ArXiv Papers as Audiobooks (opens in new tab)

(github.com)

105 pointsAcsmaggart2y ago41 comments

41 comments

When I’ve tried listening to YouTube videos explaining, say, Attention Is All You Need, I find that I cannot do it passively at all. The first 10 or so minutes I’m nodding along, folding laundry or doing dishes, then the presenter says something like “by reifying this tensor against the priors I was just talking about, we’re able to—“ and I have to pause, rewind a couple minutes, grab a piece of paper and actually engage with what’s going on.

I have to imagine listening to raw papers (not even someone like Andrei Karpathy interpreting and presenting it) would be even more difficult. I don’t know if there’s an easy way to passively consume academic literature at all. If it’s important stuff, it will usually be pretty challenging.

chaxor2y ago

There is definetly a way to make this happen though. Little bit o' whisper, Mixtral in some RAG, and you've got yourself a buddy to talk about the paper while it's reading it to you.

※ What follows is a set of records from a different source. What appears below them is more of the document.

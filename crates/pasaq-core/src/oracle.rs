use log::trace;
use pasaq_mip::{MipOptions, Termination};

use crate::error::PasaqError;
use crate::formulation::Formulation;
use crate::game::Strategy;

/// Verdict of one feasibility probe
#[cfg_attr(feature = "serde", derive(serde::Serialize, serde::Deserialize))]
#[derive(Debug, Clone, PartialEq)]
pub struct Feasibility {
    pub achievable: bool,
    /// Per-target coverage; empty unless achievable
    pub strategy: Strategy,
    /// Schedule weights `a_j` behind `strategy`; empty unless achievable
    pub mixture: Vec<f64>,
    pub termination: Termination,
    /// Optimal value of the threshold slack, NaN without an incumbent
    pub objective: f64,
}

/// Solve the feasibility model for threshold `r`.
///
/// `r` is achievable when the search ends successfully with a zero optimum.
/// Any other termination is reported but counts as not achievable.
pub fn check_feasibility(
    r: f64,
    formulation: &Formulation<'_>,
    options: &MipOptions,
    tolerance: f64,
) -> Result<Feasibility, PasaqError> {
    let (mut model, vars) = formulation.build(r)?;
    trace!("{}", model);

    let options = options.clone().with_cutoff(-tolerance);
    let termination = model.solve(&options)?;
    let objective = model.objective_value()?;
    let achievable = termination == Termination::Success && objective.abs() <= tolerance;

    let (strategy, mixture) = if achievable {
        let segments = formulation.segments();
        let strategy = (0..formulation.game().num_targets())
            .map(|i| {
                (0..segments)
                    .map(|k| model.value(vars.x, formulation.cell(i, k)))
                    .sum::<Result<f64, _>>()
            })
            .collect::<Result<Strategy, _>>()?;
        let mixture = (1..=formulation.game().num_schedules())
            .map(|j| model.value(vars.a, j))
            .collect::<Result<Vec<f64>, _>>()?;
        (strategy, mixture)
    } else {
        (Strategy::new(), Vec::new())
    };

    Ok(Feasibility {
        achievable,
        strategy,
        mixture,
        termination,
        objective,
    })
}

#[cfg(test)]
mod tests {
    use super::*;
    use crate::game::{AssignmentMatrix, PayoffMatrix, SecurityGame};

    fn game() -> SecurityGame {
        let pm = PayoffMatrix::new(
            vec![30.0, 30.0],
            vec![-15.0, -15.0],
            vec![30.0, 30.0],
            vec![-30.0, -30.0],
        )
        .unwrap();
        let a = AssignmentMatrix::new(vec![vec![0.5], vec![0.5]]).unwrap();
        SecurityGame::new(pm, a).unwrap()
    }

    #[test]
    fn test_low_threshold_is_achievable() {
        let game = game();
        let formulation = Formulation::new(&game, 1.0, 0.5, 5).unwrap();
        let result = check_feasibility(-5.0, &formulation, &MipOptions::default(), 1e-9).unwrap();
        assert!(result.achievable);
        assert_eq!(result.termination, Termination::Success);
        assert_eq!(result.strategy.len(), 2);
        assert!((result.strategy[0] - result.strategy[1]).abs() < 1e-6);
        assert!(result.strategy.iter().all(|&x| (0.0..=0.5 + 1e-9).contains(&x)));
    }

    #[test]
    fn test_high_threshold_is_not_achievable() {
        let game = game();
        let formulation = Formulation::new(&game, 1.0, 0.5, 5).unwrap();
        let result = check_feasibility(22.5, &formulation, &MipOptions::default(), 1e-9).unwrap();
        assert!(!result.achievable);
        assert_eq!(result.termination, Termination::NoPrimalFeasible);
        assert!(result.strategy.is_empty());
    }

    #[test]
    fn test_mixture_reproduces_coverage() {
        let pm = PayoffMatrix::new(
            vec![30.0, 20.0],
            vec![-15.0, -10.0],
            vec![30.0, 20.0],
            vec![-30.0, -20.0],
        )
        .unwrap();
        let a = AssignmentMatrix::new(vec![vec![1.0, 0.3], vec![0.0, 0.7]]).unwrap();
        let game = SecurityGame::new(pm, a).unwrap();
        let formulation = Formulation::new(&game, 1.0, 0.5, 3).unwrap();

        let result = check_feasibility(-10.0, &formulation, &MipOptions::default(), 1e-9).unwrap();
        assert!(result.achievable);
        assert_eq!(result.mixture.len(), 2);
        assert!(result.mixture.iter().all(|&v| v >= -1e-9));
        assert!(result.mixture.iter().sum::<f64>() <= 1.0 + 1e-9);

        let coverage = game.assignment().coverage(&result.mixture);
        for (c, x) in coverage.iter().zip(&result.strategy) {
            assert!((c - x).abs() < 1e-6);
        }
    }

    #[test]
    fn test_rejected_threshold_has_no_mixture() {
        let game = game();
        let formulation = Formulation::new(&game, 1.0, 0.5, 5).unwrap();
        let result = check_feasibility(22.5, &formulation, &MipOptions::default(), 1e-9).unwrap();
        assert!(result.mixture.is_empty());
        assert!(result.objective < 0.0);
    }
}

Of course everyone will immediately say this is dangerous and it may mislead you by giving wrong explanations, etc etc. and then others will counter with 'it will definitely get better over time' (the best models as products are ~3 years behind the improvements being show in academic work for example). However, ultimately this is just a neat product to make, even if it has some bugs. Listening to TTS right now spends about half the time reading jumbled numbers from tables and listing off author names. So just tackling that alone (which this would do much better) would be valuable.

3abiton2y ago

But listening to a paper passively is the not the same thing as being mentally prepared to converse with an LLM about a dense topic. I feel the usecases are quite different, and I doubt that there is a middle ground between listening passively and learning a complex topic. But maybe I am missing something.

1 more reply

vibrio2y ago

I came to post essentially this. I could listen to review articles in a area I'm familiar with, but listening to primary papers could never work for me.

Gooblebrai2y ago

It also really depends on what type of papers. Psychology papers are very accessible to audio format as are, in general, quite comprehensive.

rhelz2y ago

Just listening while doing nothing else is soporific, but I can imagine finding this invaluable if I had a long commute to work.

beacon2942y ago

I use a combined approach of pre listening then reading the technical writing later sometimes

reader50002y ago

Visual reading of dense papers also leads to failing to understand concepts or distractions.

chaxor2y ago

This is a great point. People will complain if LMs are applying to anything, but ultimately it improves accessibility, and allows for someone to dive deeper when needed.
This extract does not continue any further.